Bug #105617
open
Viewpage module does not show page in iFrame (not allowed to be displayed)
0%
Description
When trying to preview a page in the backend with "view" the page is not opened in the preview iFrame.
Although the page to be opened is from the same domain as the TYPO3 backend I get this behaviour.
I tried it with Firefox, Chrome and Opera. Always the same.
Is there a way to find out what is going on here?
Updated by Garvin Hicking 3 days ago
- Status changed from New to Needs Feedback
Could you check the output in your browser's console, especially the error console plus the network console and the HTTP headers of the failing request?
(Could be related to CSP or htaccess settings or browser settings or possible intermediate proxies)
Updated by Michael Perlbach 2 days ago
I am not quite sure how to answer you.
What I found out is that although I make the following settings in htaccess
Header set Content-Security-Policy "frame-src 'self' https://mydomain.tld; frame-ancestors 'self' https://mydomain.tld;"

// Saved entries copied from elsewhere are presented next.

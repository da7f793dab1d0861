//! TON chain support for the transfer pipeline.
//!
//! This crate handles TON account addresses (raw `wc:hex` and 48-character
//! user-friendly forms with CRC16 checksums), network selection, and
//! conversion between whole TON amounts and nanoton.
//!
//! There is no cell or BoC serialization here: the transfer message is a
//! flat, fixed-width byte layout.

pub mod address;
pub mod error;
pub mod network;
pub mod units;

pub use address::{crc16, TonAddress, ACCOUNT_ID_LEN, WIRE_LEN};
pub use error::TonError;
pub use network::TonNetwork;
pub use units::{from_nano, to_nano, NANO_PER_TON};
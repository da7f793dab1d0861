//! Signed transfer message: fixed-width layout, builder and decoder.
//!
//! Layout (all integers big-endian):
//!
//! ```text
//! offset  width  field
//!      0      1  regime
//!      1      8  query id
//!      9     20  owner EVM address
//!     29      8  value (nanoton)
//!     37     33  destination (workchain byte + account id)
//!     70     65  signature r || s || v over bytes [0, 70)
//! ```
//!
//! The signature is secp256k1 over the EIP-191 personal-message hash of
//! `keccak256(body)`, so the EVM side can `ecrecover` the owner address.

use std::fmt;

use chain_eth::SIGNATURE_LEN;
use chain_ton::TonAddress;
use tracing::debug;
use zeroize::Zeroize;

use crate::error::TransferError;
use crate::types::{OwnerAddress, Regime, TransferRequest};

const REGIME_OFFSET: usize = 0;
const QUERY_ID_OFFSET: usize = REGIME_OFFSET + 1;
const OWNER_OFFSET: usize = QUERY_ID_OFFSET + 8;
const VALUE_OFFSET: usize = OWNER_OFFSET + chain_eth::ADDRESS_LEN;
const DESTINATION_OFFSET: usize = VALUE_OFFSET + 8;

/// Length of the signed part of the message.
pub const BODY_LEN: usize = DESTINATION_OFFSET + chain_ton::WIRE_LEN;

/// Total encoded length, body plus signature.
pub const MESSAGE_LEN: usize = BODY_LEN + SIGNATURE_LEN;

/// Largest query id that fits the 64-bit deduplication slot.
pub const MAX_QUERY_ID: u128 = u64::MAX as u128;

/// Canonical, signed transfer message handed to the submitter.
#[derive(Clone, PartialEq, Eq)]
pub struct EncodedMessage(Vec<u8>);

impl EncodedMessage {
    /// Wraps bytes received from elsewhere after checking the length.
    pub fn from_bytes(bytes: Vec<u8>) -> Result<Self, TransferError> {
        if bytes.len() != MESSAGE_LEN {
            return Err(TransferError::InvalidMessage(format!(
                "expected {MESSAGE_LEN} bytes, got {}",
                bytes.len()
            )));
        }
        Ok(Self(bytes))
    }

    pub fn as_bytes(&self) -> &[u8] {
        &self.0
    }

    pub fn into_bytes(self) -> Vec<u8> {
        self.0
    }

    pub fn len(&self) -> usize {
        self.0.len()
    }

    pub fn is_empty(&self) -> bool {
        self.0.is_empty()
    }

    /// The signed part.
    pub fn body(&self) -> &[u8] {
        &self.0[..BODY_LEN]
    }

    pub fn signature(&self) -> [u8; SIGNATURE_LEN] {
        let mut sig = [0u8; SIGNATURE_LEN];
        sig.copy_from_slice(&self.0[BODY_LEN..]);
        sig
    }

    /// `keccak256(body)`, the digest the signature commits to.
    pub fn body_hash(&self) -> [u8; 32] {
        chain_eth::keccak256(self.body())
    }

    pub fn to_hex(&self) -> String {
        hex::encode(&self.0)
    }

    /// Splits the message back into its fields.
    pub fn decode(&self) -> Result<DecodedMessage, TransferError> {
        let bytes = &self.0;

        let regime = Regime::try_from(bytes[REGIME_OFFSET])?;
        let query_id = read_u64(&bytes[QUERY_ID_OFFSET..OWNER_OFFSET]);
        let owner_evm_address = OwnerAddress::from_slice(&bytes[OWNER_OFFSET..VALUE_OFFSET])?;
        let value = read_u64(&bytes[VALUE_OFFSET..DESTINATION_OFFSET]);
        let destination = TonAddress::from_bytes(&bytes[DESTINATION_OFFSET..BODY_LEN])?;

        Ok(DecodedMessage {
            regime,
            query_id,
            owner_evm_address,
            value,
            destination,
            signature: self.signature(),
            body_hash: self.body_hash(),
        })
    }
}

impl fmt::Debug for EncodedMessage {
    fn fmt(&self, f: &mut fmt::Formatter<'_>) -> fmt::Result {
        write!(f, "EncodedMessage({})", self.to_hex())
    }
}

impl AsRef<[u8]> for EncodedMessage {
    fn as_ref(&self) -> &[u8] {
        &self.0
    }
}

/// Fields of an [`EncodedMessage`] parsed by layout.
#[derive(Debug, Clone, PartialEq, Eq)]
pub struct DecodedMessage {
    pub regime: Regime,
    pub query_id: u64,
    pub owner_evm_address: OwnerAddress,
    pub value: u64,
    pub destination: TonAddress,
    pub signature: [u8; SIGNATURE_LEN],
    body_hash: [u8; 32],
}

impl DecodedMessage {
    /// Recovers the address that signed the body, as the receiver does.
    pub fn recover_signer(&self) -> Result<OwnerAddress, TransferError> {
        Ok(chain_eth::recover_signer(&self.body_hash, &self.signature)?)
    }

    /// Whether the signer is the owner named in the message.
    pub fn verify(&self) -> bool {
        matches!(self.recover_signer(), Ok(signer) if signer == self.owner_evm_address)
    }
}

/// Validates `request`, lays out its fields and signs them.
///
/// Checks run in a fixed order (value, regime, query id, destination) and
/// stop at the first failure. The private key is only read once all of them
/// passed.
pub fn build(request: &TransferRequest<'_>) -> Result<EncodedMessage, TransferError> {
    if request.value == 0 {
        return Err(TransferError::InvalidAmount(
            "value must be greater than zero".into(),
        ));
    }
    let regime = Regime::try_from(request.regime)?;
    let query_id = u64::try_from(request.query_id)
        .map_err(|_| TransferError::QueryIdOutOfRange(request.query_id))?;
    let destination = TonAddress::parse(&request.destination)?;

    let mut bytes = Vec::with_capacity(MESSAGE_LEN);
    bytes.push(regime.as_u8());
    bytes.extend_from_slice(&query_id.to_be_bytes());
    bytes.extend_from_slice(request.owner_evm_address.as_bytes());
    bytes.extend_from_slice(&request.value.to_be_bytes());
    bytes.extend_from_slice(&destination.to_bytes());
    debug_assert_eq!(bytes.len(), BODY_LEN);

    let digest = chain_eth::keccak256(&bytes);
    let mut private_key: [u8; 32] = request
        .private_key
        .to_array()
        .map_err(|e| TransferError::SigningFailed(e.to_string()))?;
    let signature = chain_eth::sign_digest(&digest, &private_key)
        .map_err(|e| TransferError::SigningFailed(e.to_string()));
    private_key.zeroize();
    bytes.extend_from_slice(&signature?);

    debug!(
        %regime,
        query_id,
        owner = %request.owner_evm_address,
        value = request.value,
        destination = %destination.to_raw_string(),
        "built transfer message"
    );

    Ok(EncodedMessage(bytes))
}

fn read_u64(bytes: &[u8]) -> u64 {
    let mut buf = [0u8; 8];
    buf.copy_from_slice(bytes);
    u64::from_be_bytes(buf)
}

#[cfg(test)]
mod tests {
    use super::*;
    use crate::deriver::derive;
    use crate::keys::KeyPair;
    use crypto_utils::ZeroizingBytes;

    const DESTINATION: &str = "0QCyq_hrs4smOyq_uQ5P-BBAiM-SJtkd6V6FE3MnNJFhWC0J";

    fn test_pair() -> KeyPair {
        let mut scalar = [0u8; 32];
        scalar[31] = 7;
        KeyPair::from_private_key(&scalar).unwrap()
    }

    fn request<'k>(pair: &'k KeyPair) -> TransferRequest<'k> {
        TransferRequest {
            private_key: pair.private_key(),
            value: 50_000_000_000,
            regime: 0,
            query_id: 1234,
            owner_evm_address: derive(pair.public_key()).unwrap(),
            destination: DESTINATION.to_string(),
        }
    }

    #[test]
    fn layout_constants() {
        assert_eq!(BODY_LEN, 70);
        assert_eq!(MESSAGE_LEN, 135);
    }

    #[test]
    fn field_slices_decode_to_request() {
        let pair = test_pair();
        let req = request(&pair);
        let message = build(&req).unwrap();
        let bytes = message.as_bytes();

        assert_eq!(bytes.len(), MESSAGE_LEN);
        assert_eq!(bytes[0], 0);
        assert_eq!(&bytes[1..9], &1234u64.to_be_bytes());
        assert_eq!(&bytes[9..29], req.owner_evm_address.as_bytes());
        assert_eq!(&bytes[29..37], &50_000_000_000u64.to_be_bytes());
        assert_eq!(
            &bytes[37..70],
            &TonAddress::parse(DESTINATION).unwrap().to_bytes()
        );

        let decoded = message.decode().unwrap();
        assert_eq!(decoded.regime, Regime::Direct);
        assert_eq!(decoded.query_id, 1234);
        assert_eq!(decoded.owner_evm_address, req.owner_evm_address);
        assert_eq!(decoded.value, 50_000_000_000);
        assert_eq!(decoded.destination, TonAddress::parse(DESTINATION).unwrap());
    }

    #[test]
    fn output_is_deterministic() {
        let pair = test_pair();
        let a = build(&request(&pair)).unwrap();
        let b = build(&request(&pair)).unwrap();
        assert_eq!(a, b);
    }

    #[test]
    fn signature_recovers_owner() {
        let pair = test_pair();
        let req = request(&pair);
        let decoded = build(&req).unwrap().decode().unwrap();
        assert_eq!(decoded.recover_signer().unwrap(), req.owner_evm_address);
        assert!(decoded.verify());
    }

    #[test]
    fn tampered_body_fails_verification() {
        let pair = test_pair();
        let mut bytes = build(&request(&pair)).unwrap().into_bytes();
        // Bump the value.
        bytes[36] ^= 0x01;
        let decoded = EncodedMessage::from_bytes(bytes).unwrap().decode().unwrap();
        assert!(!decoded.verify());
    }

    #[test]
    fn foreign_owner_fails_verification() {
        let pair = test_pair();
        let mut req = request(&pair);
        req.owner_evm_address = OwnerAddress::new([0x11; 20]);
        let decoded = build(&req).unwrap().decode().unwrap();
        assert!(!decoded.verify());
    }

    #[test]
    fn zero_value_is_rejected() {
        let pair = test_pair();
        let mut req = request(&pair);
        req.value = 0;
        assert!(matches!(build(&req), Err(TransferError::InvalidAmount(_))));
    }

    #[test]
    fn unknown_regime_is_rejected() {
        let pair = test_pair();
        let mut req = request(&pair);
        req.regime = 99;
        assert!(matches!(build(&req), Err(TransferError::UnknownRegime(99))));
    }

    #[test]
    fn forward_regime_is_encoded() {
        let pair = test_pair();
        let mut req = request(&pair);
        req.regime = 1;
        let message = build(&req).unwrap();
        assert_eq!(message.as_bytes()[0], 1);
        assert_eq!(message.decode().unwrap().regime, Regime::Forward);
    }

    #[test]
    fn query_id_bounds() {
        let pair = test_pair();
        let mut req = request(&pair);

        req.query_id = MAX_QUERY_ID;
        assert_eq!(build(&req).unwrap().decode().unwrap().query_id, u64::MAX);

        req.query_id = MAX_QUERY_ID + 1;
        assert!(matches!(
            build(&req),
            Err(TransferError::QueryIdOutOfRange(q)) if q == MAX_QUERY_ID + 1
        ));
    }

    #[test]
    fn invalid_destination_is_rejected() {
        let pair = test_pair();
        let mut req = request(&pair);
        req.destination = "not-an-address".into();
        assert!(matches!(build(&req), Err(TransferError::InvalidAddress(_))));
    }

    #[test]
    fn first_failing_check_wins_and_signing_is_skipped() {
        // Bad amount, bad regime, bad query id, bad destination and a key
        // that cannot sign: only the amount is reported.
        let bad_key = ZeroizingBytes::new(vec![0u8; 5]);
        let req = TransferRequest {
            private_key: &bad_key,
            value: 0,
            regime: 99,
            query_id: MAX_QUERY_ID + 1,
            owner_evm_address: OwnerAddress::new([0u8; 20]),
            destination: "garbage".into(),
        };
        assert!(matches!(build(&req), Err(TransferError::InvalidAmount(_))));

        let req = TransferRequest { value: 1, ..req };
        assert!(matches!(build(&req), Err(TransferError::UnknownRegime(99))));

        let req = TransferRequest { regime: 0, ..req };
        assert!(matches!(build(&req), Err(TransferError::QueryIdOutOfRange(_))));

        let req = TransferRequest { query_id: 1, ..req };
        assert!(matches!(build(&req), Err(TransferError::InvalidAddress(_))));

        let req = TransferRequest {
            destination: DESTINATION.into(),
            ..req
        };
        assert!(matches!(build(&req), Err(TransferError::SigningFailed(_))));
    }

    #[test]
    fn malformed_private_keys_fail_signing() {
        let pair = test_pair();
        let owner = derive(pair.public_key()).unwrap();
        for key in [vec![0u8; 32], vec![0xFF; 32], vec![1u8; 33]] {
            let key = ZeroizingBytes::new(key);
            let req = TransferRequest {
                private_key: &key,
                owner_evm_address: owner,
                ..request(&pair)
            };
            assert!(matches!(build(&req), Err(TransferError::SigningFailed(_))));
        }
    }

    #[test]
    fn from_bytes_checks_length() {
        assert!(EncodedMessage::from_bytes(vec![0u8; MESSAGE_LEN - 1]).is_err());
        assert!(EncodedMessage::from_bytes(vec![0u8; MESSAGE_LEN + 1]).is_err());
    }

    #[test]
    fn decode_rejects_unknown_regime_byte() {
        let pair = test_pair();
        let mut bytes = build(&request(&pair)).unwrap().into_bytes();
        bytes[0] = 7;
        let message = EncodedMessage::from_bytes(bytes).unwrap();
        assert!(matches!(message.decode(), Err(TransferError::UnknownRegime(7))));
    }
}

the directive "frame-ancestors" is set to "none" when the page is loaded in the view iFrame.
So it seems as if somewhere in TYPO3 the directive "frame-ancestors" seems to get overridden somehow. But I have no idea where to look.
Updated by Garvin Hicking 2 days ago
TYPO3 ships its own backend CSP headers. Can you please remove any custom CSP settings in your htacces/webserver config and see if that maybe causes the issue?
Updated by Michael Perlbach about 21 hours ago
ยท Edited
I added my own headers as a result of the problems I had. So removing them will not remedy the situation.
Somewehre in TYPO3 the directive "frame-ancestors" must set to "none" - and as it seems, setting it in .htaccess has no influence.
Updated by Garvin Hicking about 13 hours ago
You can (must) use the CSP API of TYPO3 so that you can modify the backends CSP rules properly. Adding them via htaccess is not a viable option.
Please see https://docs.typo3.org/m/typo3/reference-coreapi/main/en-us/ApiOverview/ContentSecurityPolicy/Index.html on how to achieve this.
If you can be more specific about why and for what you needed the custom CSP htaccess header maybe can help to tell how to do it with the API.
Updated by Michael Perlbach about 9 hours ago
Thanks for the hint.
I deactivated my .htaccess settings and tried to use the approach with EXT:my_extension/Configuration/ContentSecurityPolicies.php in my site package ("Policies for frontend and backend can be applied automatically by providing a Configuration/ContentSecurityPolicies.php file").
Unfortunately it does not work.
Although I set the directive
new Mutation(
MutationMode::Set,
Directive::FrameAncestors,
SourceKeyword::self,
)it has no effect. frame-ancestors is still set to 'none'.
Updated by Michael Perlbach about 8 hours ago
When I take a look into "TYPO3\CMS\Core\Security\ContentSecurityPolicy\Directive" I see that "FrameAncestors" does not seem to be part of the list of directives which can be mutated.
Is there a specific reason for this? And what can I do about it?